Agnone lotta per la sanità con il suo mare di ‘ndocce

Di Eleonora Palmese
La tradizione dei fuochi non ha mancato neanche quest’anno di infiammare Agnone: ha tenuto fede alla sua usanza storica diventata, ormai, fonte di attrazione per migliaia di turisti. A fare da tradizione, ormai, non è solo il fiume di fuoco che illumina le strade del paese, ma anche la partecipazione sempre più sentita di persone provenienti dalle più disparate regioni d’Italia.
Quest’anno, però, una novità si è fatta spazio sui ciottoli delle strade del paesino, dove le cappe nere sono state accompagnate da un fiocco bianco chiuso da un cerotto a decorare i petti degli “‘ndocciatori”. Si è trattato di un segno di solidarietà e di lotta a favore dell’ospedale Caracciolo, la cui attività è sempre più a rischio a seguito della chiusura della quasi totalità dei reparti che vi si trovano all’interno.

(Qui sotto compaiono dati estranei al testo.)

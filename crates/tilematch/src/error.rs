//! Unified error type for the Tilematch crates.

use tilematch_engine::InvalidAction;
use tilematch_protocol::ProtocolError;
use tilematch_room::RoomError;

/// Top-level error wrapping the errors of each sub-crate, so `?` works
/// across all of them.
#[derive(Debug, thiserror::Error)]
pub enum TilematchError {
    /// A payload could not be encoded or decoded.
    #[error(transparent)]
    Protocol(#[from] ProtocolError),

    /// The room refused a request or is gone.
    #[error(transparent)]
    Room(#[from] RoomError),

    /// The engine refused an action when called directly.
    #[error(transparent)]
    Rejected(#[from] InvalidAction),
}
//! A local match between bots.
//!
//! Every bot readies up, then races to copy each round's target one click
//! at a time with a random human-ish delay between clicks. A spectator
//! subscription narrates the match, encodes what a viewer would receive,
//! and reports the final ranking.
//!
//! Run with `RUST_LOG=debug` to see the room and engine logs as well.

use std::collections::BTreeMap;
use std::time::Duration;

use rand::rngs::StdRng;
use rand::{Rng, SeedableRng};
use tilematch::prelude::*;
use tokio::sync::mpsc;
use tokio::task::JoinSet;
use tracing::{debug, info, warn};

const BOTS: u64 = 3;

/// Slowest and fastest a bot clicks, in milliseconds.
const CLICK_DELAY_MS: std::ops::RangeInclusive<u64> = 80..=400;

// ---------------------------------------------------------------------------
// Bots
// ---------------------------------------------------------------------------

/// Plays until the match is decided or the room goes away.
async fn bot(
    room: RoomHandle,
    player: PlayerId,
    mut inbox: mpsc::UnboundedReceiver<RoomOutbound>,
    mut rng: StdRng,
) -> Result<(), TilematchError> {
    while let Some(msg) = inbox.recv().await {
        match msg {
            RoomOutbound::Event(RoundEvent::RoundStarted { round }) => {
                play_round(&room, player, round, &mut rng).await?;
            }
            RoomOutbound::Event(RoundEvent::MatchOver { .. }) => break,
            _ => {}
        }
    }
    Ok(())
}

/// Clicks towards the current target until done or beaten to it.
async fn play_round(
    room: &RoomHandle,
    player: PlayerId,
    round: u32,
    rng: &mut StdRng,
) -> Result<(), TilematchError> {
    let Some(game) = room.snapshot().await? else {
        return Ok(());
    };
    // A round this bot fell behind on is already gone.
    if game.round() != round || game.phase() != Phase::InProgress {
        return Ok(());
    }
    let Some(grid) = game.player_pattern(player) else {
        return Ok(());
    };

    let colours = RoundConfig::default().colour_count;
    let mut clicks = grid.clicks_to(game.target_pattern(), colours);
    if clicks.is_empty() {
        // Target equals the blank grid: go all the way round once.
        clicks = vec![0; usize::from(colours)];
    }

    for cell in clicks {
        let delay = rng.random_range(CLICK_DELAY_MS);
        tokio::time::sleep(Duration::from_millis(delay)).await;
        match room
            .act(Some(player), Action::InteractWithCell { cell })
            .await
        {
            Ok(()) => {}
            Err(RoomError::Rejected(InvalidAction::RoundOver | InvalidAction::MatchOver)) => {
                return Ok(());
            }
            Err(e) => return Err(e.into()),
        }
    }
    Ok(())
}

// ---------------------------------------------------------------------------
// Match
// ---------------------------------------------------------------------------

/// Runs a full match between `bots` bots and returns the final scores.
async fn run_match(bots: u64, seed: u64) -> Result<BTreeMap<PlayerId, u32>, TilematchError> {
    let engine = RoundEngine::seeded(RoundConfig::default(), TokioClock::new(), seed);
    let room = spawn_room(RoomId(1), RoomConfig::default(), engine);

    let (watch_tx, mut watcher) = mpsc::unbounded_channel();
    room.spectate(watch_tx).await?;

    let mut inboxes = Vec::new();
    for id in 1..=bots {
        let (tx, rx) = mpsc::unbounded_channel();
        room.join(PlayerId(id), tx).await?;
        inboxes.push((PlayerId(id), rx));
    }
    for (player, _) in &inboxes {
        room.act(Some(*player), Action::MarkReady).await?;
    }

    let mut players = JoinSet::new();
    for (player, inbox) in inboxes {
        let rng = StdRng::seed_from_u64(seed ^ player.0);
        players.spawn(bot(room.clone(), player, inbox, rng));
    }

    let mut ranking = None;
    while let Some(msg) = watcher.recv().await {
        // What a transport would put on the wire for a viewer.
        match msg.encode(&JsonCodec) {
            Ok(frame) => debug!(bytes = frame.len(), "spectator frame"),
            Err(e) => warn!(error = %e, "spectator frame not encodable"),
        }
        let RoomOutbound::Event(event) = msg else {
            continue;
        };
        match event {
            RoundEvent::RoundStarted { round } => info!(round, "round started"),
            RoundEvent::RoundWon {
                winner,
                round,
                duration_secs,
                moves,
                ..
            } => info!(%winner, round, duration_secs, moves, "round won"),
            RoundEvent::MatchOver { ranking: scores } => {
                ranking = Some(scores);
                break;
            }
            _ => {}
        }
    }

    while let Some(result) = players.join_next().await {
        match result {
            Ok(Ok(())) => {}
            Ok(Err(e)) => warn!(error = %e, "bot stopped with an error"),
            Err(e) => warn!(error = %e, "bot task failed"),
        }
    }
    room.shutdown().await?;

    ranking.ok_or_else(|| {
        RoomError::InvalidState("room closed before the match was decided".into()).into()
    })
}

#[tokio::main]
async fn main() -> Result<(), TilematchError> {
    tilematch::init_tracing();

    let ranking = run_match(BOTS, rand::random()).await?;

    let mut standings: Vec<_> = ranking.into_iter().collect();
    standings.sort_by(|a, b| b.1.cmp(&a.1));
    for (place, (player, score)) in standings.iter().enumerate() {
        println!("{}. {player}  {score}", place + 1);
    }
    Ok(())
}

#[cfg(test)]
mod tests {
    use super::*;

    #[tokio::test(start_paused = true)]
    async fn test_bots_play_match_to_the_end() {
        let ranking = run_match(3, 11).await.unwrap();
        assert_eq!(ranking.len(), 3);
        assert_eq!(ranking.values().filter(|&&s| s == 5).count(), 1);
        assert!(ranking.values().all(|&s| s <= 5));
    }

    #[tokio::test(start_paused = true)]
    async fn test_single_bot_wins_alone() {
        let ranking = run_match(1, 3).await.unwrap();
        assert_eq!(ranking.get(&PlayerId(1)), Some(&5));
    }
}
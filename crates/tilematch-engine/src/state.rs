//! The shared game state and the phase derived from it.

use std::collections::BTreeMap;
use std::fmt;

use serde::{Deserialize, Serialize};
use tilematch_protocol::PlayerId;

use crate::Pattern;

// ---------------------------------------------------------------------------
// Phase
// ---------------------------------------------------------------------------

/// Which part of the match is active. Exactly one at any time.
///
/// ```text
/// PreGame → InProgress ⇄ RoundOver → MatchOver
/// ```
///
/// - **PreGame**: counting down to the first round; players ready up.
/// - **InProgress**: a round is running and grids accept clicks.
/// - **RoundOver**: someone matched the target; the result shows until
///   the next round's countdown runs out.
/// - **MatchOver**: someone reached the win threshold. Terminal.
#[derive(Debug, Clone, Copy, PartialEq, Eq, Serialize, Deserialize)]
pub enum Phase {
    PreGame,
    InProgress,
    RoundOver,
    MatchOver,
}

impl fmt::Display for Phase {
    fn fmt(&self, f: &mut fmt::Formatter<'_>) -> fmt::Result {
        match self {
            Self::PreGame => write!(f, "PreGame"),
            Self::InProgress => write!(f, "InProgress"),
            Self::RoundOver => write!(f, "RoundOver"),
            Self::MatchOver => write!(f, "MatchOver"),
        }
    }
}

// ---------------------------------------------------------------------------
// GameState
// ---------------------------------------------------------------------------

/// Everything about a match in progress.
///
/// Only [`RoundEngine`](crate::RoundEngine) writes to it. Everyone else
/// gets the accessors below, which are already computed for display:
/// the presentation layer never has to derive anything.
///
/// The roster is the key set of the player grids; `scores` always has the
/// same keys.
#[derive(Debug, Clone, PartialEq, Serialize, Deserialize)]
pub struct GameState {
    pub(crate) round_start_millis: u64,
    pub(crate) game_started: bool,
    pub(crate) target_pattern: Pattern,
    pub(crate) scores: BTreeMap<PlayerId, u32>,
    pub(crate) player_patterns: BTreeMap<PlayerId, Pattern>,
    pub(crate) player_ready: BTreeMap<PlayerId, bool>,
    pub(crate) round_over: bool,
    pub(crate) round_end_time: Option<u64>,
    pub(crate) round_winner: Option<PlayerId>,
    pub(crate) round_duration: f64,
    pub(crate) next_round_start_seconds: u64,
    pub(crate) match_over: bool,
    pub(crate) round: u32,
    // Move counts for the current round. Display only, never scored.
    pub(crate) player_moves: BTreeMap<PlayerId, u32>,
    pub(crate) total_moves: u32,
}

impl GameState {
    /// The phase the match is in.
    pub fn phase(&self) -> Phase {
        if self.match_over {
            Phase::MatchOver
        } else if !self.game_started {
            Phase::PreGame
        } else if self.round_over {
            Phase::RoundOver
        } else {
            Phase::InProgress
        }
    }

    /// Clock time at which the current countdown resolves.
    pub fn round_start_millis(&self) -> u64 {
        self.round_start_millis
    }

    pub fn game_started(&self) -> bool {
        self.game_started
    }

    /// The pattern everyone is racing to reproduce this round.
    pub fn target_pattern(&self) -> &Pattern {
        &self.target_pattern
    }

    /// Round wins per roster member.
    pub fn scores(&self) -> &BTreeMap<PlayerId, u32> {
        &self.scores
    }

    pub fn score(&self, player: PlayerId) -> Option<u32> {
        self.scores.get(&player).copied()
    }

    /// Every roster member's grid.
    pub fn player_patterns(&self) -> &BTreeMap<PlayerId, Pattern> {
        &self.player_patterns
    }

    pub fn player_pattern(&self, player: PlayerId) -> Option<&Pattern> {
        self.player_patterns.get(&player)
    }

    /// Pre-game readiness flags.
    pub fn player_ready(&self) -> &BTreeMap<PlayerId, bool> {
        &self.player_ready
    }

    pub fn is_ready(&self, player: PlayerId) -> bool {
        self.player_ready.get(&player).copied().unwrap_or(false)
    }

    /// `true` when every roster member has readied up.
    pub fn all_ready(&self) -> bool {
        self.roster().all(|player| self.is_ready(player))
    }

    /// Current roster, in id order.
    pub fn roster(&self) -> impl Iterator<Item = PlayerId> + '_ {
        self.player_patterns.keys().copied()
    }

    pub fn is_member(&self, player: PlayerId) -> bool {
        self.player_patterns.contains_key(&player)
    }

    /// `true` while the "round over" result should be shown.
    pub fn round_over(&self) -> bool {
        self.round_over
    }

    /// When the last round was won. Meaningful while [`round_over`](Self::round_over).
    pub fn round_end_time(&self) -> Option<u64> {
        self.round_end_time
    }

    /// Who won the last round. Meaningful while [`round_over`](Self::round_over).
    pub fn round_winner(&self) -> Option<PlayerId> {
        self.round_winner
    }

    /// How long the last round took, in seconds truncated to 2 dp.
    pub fn round_duration(&self) -> f64 {
        self.round_duration
    }

    /// Seconds left on the current countdown, 0 when none is running.
    pub fn next_round_start_seconds(&self) -> u64 {
        self.next_round_start_seconds
    }

    pub fn match_over(&self) -> bool {
        self.match_over
    }

    /// 1-based number of the current (or last finished) round; 0 before
    /// the first one starts.
    pub fn round(&self) -> u32 {
        self.round
    }

    /// Cells a player has changed this round.
    pub fn moves(&self, player: PlayerId) -> u32 {
        self.player_moves.get(&player).copied().unwrap_or(0)
    }

    /// Cells changed by everyone this round.
    pub fn total_moves(&self) -> u32 {
        self.total_moves
    }
}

La sfilata, quest’anno, ha preso le mosse proprio dall’ospedale Caracciolo. Ad aprire il corteo erano il dottor Falasca e l’infermiera Fausta Cimmino con indosso le loro divise da lavoro. Accanto a loro una famiglia come tutte le altre, simbolo della necessità di un punto fermo per la sanità altomolisana e della vicinanza dei cittadini a questa protesta pacifica ma necessaria per salvaguardare il futuro del paese.
A seguire, uno striscione ha portato avanti uno slogan, un messaggio di speranza affinché il fuoco delle grandi fiaccole portate in spalla durante la serata potesse riaccendere anche la speranza e le coscienze degli agnonesi e di chiunque fosse accorso ad assistere all’evento. A seguire, i figuranti della ‘ndocciata in antichi abiti tipici hanno fatto da spartiacque tra i partecipanti in apertura e gli ‘ndocciatori con i loro carichi infiammati.
La lotta per la messa in sicurezza della sanità è da anni portata avanti all’interno del borgo e, nonostante le scarse risposte ottenute, continua ad animare lo spirito dei cittadini di Agnone che non smettono di battersi per la garanzia di un futuro per il loro ospedale.